WORK ITEM » A complete answer lists every line of the entries below where the string "ImageSize" appears.

Collected data:
*** Block opens ***

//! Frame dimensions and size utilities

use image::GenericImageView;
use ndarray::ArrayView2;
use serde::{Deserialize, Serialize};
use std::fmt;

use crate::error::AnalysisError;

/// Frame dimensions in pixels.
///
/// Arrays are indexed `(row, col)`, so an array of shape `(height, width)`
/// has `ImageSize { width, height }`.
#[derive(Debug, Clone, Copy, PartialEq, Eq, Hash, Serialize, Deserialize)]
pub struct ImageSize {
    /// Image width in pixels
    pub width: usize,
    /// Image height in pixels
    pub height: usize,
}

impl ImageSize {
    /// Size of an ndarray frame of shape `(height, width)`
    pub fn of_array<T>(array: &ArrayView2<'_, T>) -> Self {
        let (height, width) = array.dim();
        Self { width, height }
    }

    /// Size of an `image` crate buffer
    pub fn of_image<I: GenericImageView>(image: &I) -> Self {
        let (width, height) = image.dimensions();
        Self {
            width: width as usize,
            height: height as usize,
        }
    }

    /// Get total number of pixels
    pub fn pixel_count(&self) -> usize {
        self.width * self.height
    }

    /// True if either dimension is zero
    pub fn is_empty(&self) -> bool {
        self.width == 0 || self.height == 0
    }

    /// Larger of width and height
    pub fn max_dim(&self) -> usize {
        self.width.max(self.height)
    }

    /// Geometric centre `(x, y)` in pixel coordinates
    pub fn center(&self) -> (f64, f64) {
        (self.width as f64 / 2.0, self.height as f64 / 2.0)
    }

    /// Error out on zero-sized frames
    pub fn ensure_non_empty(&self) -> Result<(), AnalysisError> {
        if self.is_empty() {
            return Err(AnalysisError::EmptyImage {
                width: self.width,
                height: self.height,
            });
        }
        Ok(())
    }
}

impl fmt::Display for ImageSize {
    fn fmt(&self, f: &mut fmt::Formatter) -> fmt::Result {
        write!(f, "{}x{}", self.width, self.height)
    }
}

*** Block closes ***

RESPONSE BOX »
/// has `ImageSize { width, height }`.
pub struct ImageSize {
impl ImageSize {
impl fmt::Display for ImageSize {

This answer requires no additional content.